AD Compliance Records (the proof)
AD compliance is only as good as its paper trail. For every applicable airworthiness directive, the aircraft records must show the AD number, the method of compliance, the date and aircraft time at compliance, and, for recurring ADs, the next-due interval. These entries live in the maintenance records governed by 14 CFR 43.13 and are verified at every annual or 100-hour inspection under 91.409. A missed recurring AD is one of the most common and most consequential records findings.
FileFlo tracks AD applicability and recurring-AD due dates against each aircraft’s records so nothing lapses between inspections: the proof layer, not the maintenance shop. Run a free FAA readiness check →
Frequently Asked Questions
What is the difference between a service bulletin and an AD?
A Service Bulletin (SB) is issued by the aircraft manufacturer recommending action; compliance is generally voluntary unless contractually required by maintenance program. An AD is an FAA legally-binding directive requiring action; compliance is mandatory. Many ADs are issued in response to manufacturer SBs that identify safety concerns the FAA elevates to mandatory status.

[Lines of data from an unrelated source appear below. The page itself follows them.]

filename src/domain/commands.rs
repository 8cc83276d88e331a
use chrono::NaiveDate;
use serde::{Deserialize, Serialize};

use super::value_objects::{BookId, MemberId};

/// コマンド：書籍を借りる
#[derive(Debug, Clone, PartialEq, Eq, Serialize, Deserialize)]
pub struct BorrowBook {
    pub book_id: BookId,
    pub member_id: MemberId,
    pub today: NaiveDate,
}

/// コマンド：書籍を返却する
#[derive(Debug, Clone, PartialEq, Eq, Serialize, Deserialize)]
pub struct ReturnBook {
    pub book_id: BookId,
    pub member_id: MemberId,
    pub today: NaiveDate,
}

/// コマンド：書籍を予約する
#[derive(Debug, Clone, PartialEq, Eq, Serialize, Deserialize)]
pub struct ReserveBook {
    pub book_id: BookId,
    pub member_id: MemberId,
    pub today: NaiveDate,
}

/// コマンド：予約を取り消す
#[derive(Debug, Clone, PartialEq, Eq, Serialize, Deserialize)]
pub struct CancelReservation {
    pub book_id: BookId,
    pub member_id: MemberId,
}

/// コマンド：貸出を延長する
///
/// `days`は負でもよい（短縮）。0は不正。
#[derive(Debug, Clone, PartialEq, Eq, Serialize, Deserialize)]
pub struct ExtendLoan {
    pub book_id: BookId,
    pub member_id: MemberId,
    pub days: i64,
}
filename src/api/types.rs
use chrono::NaiveDate;
use serde::{Deserialize, Serialize};

use crate::application::query_service::MemberSummary;
use crate::domain::book::Book;
use crate::domain::member::Member;

/// 書籍のレスポンス表現
#[derive(Debug, Serialize, Deserialize)]
#[serde(rename_all = "camelCase")]
pub struct BookResponse {
    pub id: String,
    pub title: String,
    pub loaned_to: Option<String>,
    pub reservation_queue: Vec<String>,
    #[serde(skip_serializing_if = "Option::is_none")]
    pub due_date: Option<NaiveDate>,
}

impl From<Book> for BookResponse {
    fn from(book: Book) -> Self {
        let loan = book.loan.as_loan();
        Self {
            id: book.id.as_str().to_string(),
            title: book.title.clone(),
            loaned_to: loan.map(|l| l.borrower.as_str().to_string()),
            due_date: loan.map(|l| l.due_date),
            reservation_queue: book
                .queue
                .iter()
                .map(|m| m.as_str().to_string())
                .collect(),
        }
    }
}

/// 会員のレスポンス表現
#[derive(Debug, Serialize, Deserialize)]
pub struct MemberResponse {
    pub id: String,
    pub name: String,
}

impl From<Member> for MemberResponse {
    fn from(member: Member) -> Self {
        Self {
            id: member.id.into_string(),
            name: member.name,
        }
    }
}

/// 一覧レスポンスの共通ラッパー
#[derive(Debug, Serialize, Deserialize)]
pub struct ItemsResponse<T> {
    pub items: Vec<T>,
}

/// 変更系操作の共通レスポンス：`{ok, reason?}`
///
/// `reason`は閉じたエラーコード集合の文字列表現。
#[derive(Debug, Serialize, Deserialize)]
pub struct OperationResponse {
    pub ok: bool,
    #[serde(skip_serializing_if = "Option::is_none")]
    pub reason: Option<String>,
}

impl OperationResponse {
    pub fn ok() -> Self {
        Self {
            ok: true,
            reason: None,
        }
    }

    pub fn rejected(reason: impl Into<String>) -> Self {
        Self {
            ok: false,
            reason: Some(reason.into()),
        }
    }

    pub fn failed() -> Self {
        Self {
            ok: false,
            reason: None,
        }
    }
}

/// 返却操作のレスポンス：`{ok, nextMemberId?}`
///
/// 返却の失敗は理由コードを運ばない（現行契約の維持）。
#[derive(Debug, Serialize, Deserialize)]
#[serde(rename_all = "camelCase")]
pub struct ReturnResponse {
    pub ok: bool,
    #[serde(skip_serializing_if = "Option::is_none")]
    pub next_member_id: Option<String>,
}

/// 書籍の作成・更新リクエスト
#[derive(Debug, Serialize, Deserialize)]
pub struct UpsertBookRequest {
    pub id: String,
    pub title: String,
}

/// 会員の作成・更新リクエスト
#[derive(Debug, Serialize, Deserialize)]
pub struct UpsertMemberRequest {
    pub id: String,
    pub name: String,
}

/// 削除リクエスト（書籍・会員共通）
#[derive(Debug, Serialize, Deserialize)]
pub struct DeleteRequest {
    pub id: String,
}

/// 貸出・返却・予約・取消のリクエスト
#[derive(Debug, Serialize, Deserialize)]
#[serde(rename_all = "camelCase")]
pub struct LoanActionRequest {
    pub book_id: String,
    pub member_id: String,
}

/// 延長リクエスト
#[derive(Debug, Serialize, Deserialize)]
#[serde(rename_all = "camelCase")]
pub struct ExtendRequest {
    pub book_id: String,
    pub member_id: String,
    pub days: i64,
}

/// 書籍一覧のクエリパラメータ
#[derive(Debug, Deserialize)]
pub struct ListBooksQuery {
    /// タイトルの部分一致
    pub title: Option<String>,
    /// true: 空きのみ / false: 貸出中のみ
    pub available: Option<bool>,
    /// 会員が借りている書籍のみ
    pub member: Option<String>,
}

/// 会員サマリの予約エントリ
#[derive(Debug, Serialize, Deserialize)]
#[serde(rename_all = "camelCase")]
pub struct ReservationEntryResponse {
    pub book_id: String,
    pub position: usize,
}

/// 会員サマリのレスポンス
#[derive(Debug, Serialize, Deserialize)]
pub struct MemberSummaryResponse {
    pub member: MemberResponse,
    pub loans: Vec<BookResponse>,
    pub reservations: Vec<ReservationEntryResponse>,
}

impl From<MemberSummary> for MemberSummaryResponse {
    fn from(summary: MemberSummary) -> Self {
        Self {
            member: summary.member.into(),
            loans: summary.loans.into_iter().map(BookResponse::from).collect(),
            reservations: summary
                .reservations
                .into_iter()
                .map(|entry| ReservationEntryResponse {
                    book_id: entry.book_id.into_string(),
                    position: entry.position,
                })
                .collect(),
        }
    }
}

/// ヘルスチェックのレスポンス
#[derive(Debug, Serialize, Deserialize)]
pub struct HealthResponse {
    pub status: String,
}
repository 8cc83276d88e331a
pub mod memory;
pub mod postgres;
pub mod adapters;
pub mod api;
pub mod application;
pub mod domain;
pub mod ports;
pub mod book_repository;
pub mod member_repository;

pub use book_repository::BookRepository;
pub use member_repository::MemberRepository;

How often are ADs released?
The FAA issues hundreds of ADs annually. Operators are responsible for monitoring FAA AD publications and identifying which apply to their aircraft. ADs are published in the Federal Register and made available through the FAA Airworthiness Directives website. Subscription services (CAMP, Avitas) automate the monitoring and applicability evaluation process.
Can I delay an AD if it's expensive?
Generally no. ADs include specific compliance dates. Extension or alternative methods of compliance (AMOC) require formal FAA approval. AMOCs allow alternative actions equivalent to the AD requirement and require demonstration of equivalent safety. Late or non-compliance is a regulatory violation regardless of cost.
What records must be kept for AD compliance?
Per 14 CFR 91.417, AD compliance records become part of the permanent aircraft maintenance records. Records must be retained: total time in service permanently; current status of life-limited parts permanently; AD compliance status permanently or until compliance is repeated for recurring ADs (then prior records may be discarded after one repeat cycle).
What records prove airworthiness-directive compliance?
For each applicable AD, the maintenance records must document the AD number, the method of compliance used, the date and aircraft time/cycles at compliance, and, for recurring ADs, the recurring interval and next-due point. Missing or ambiguous AD records can ground an aircraft even when the underlying work was performed.
How are recurring ADs tracked?
Recurring ADs require compliance at a set interval (hours, cycles, or calendar time). They are tracked against the aircraft’s times in the maintenance records and re-verified at each inspection. Because the interval keeps resetting, recurring ADs are the easiest to let slip, which is why a dedicated tracking record is the standard practice.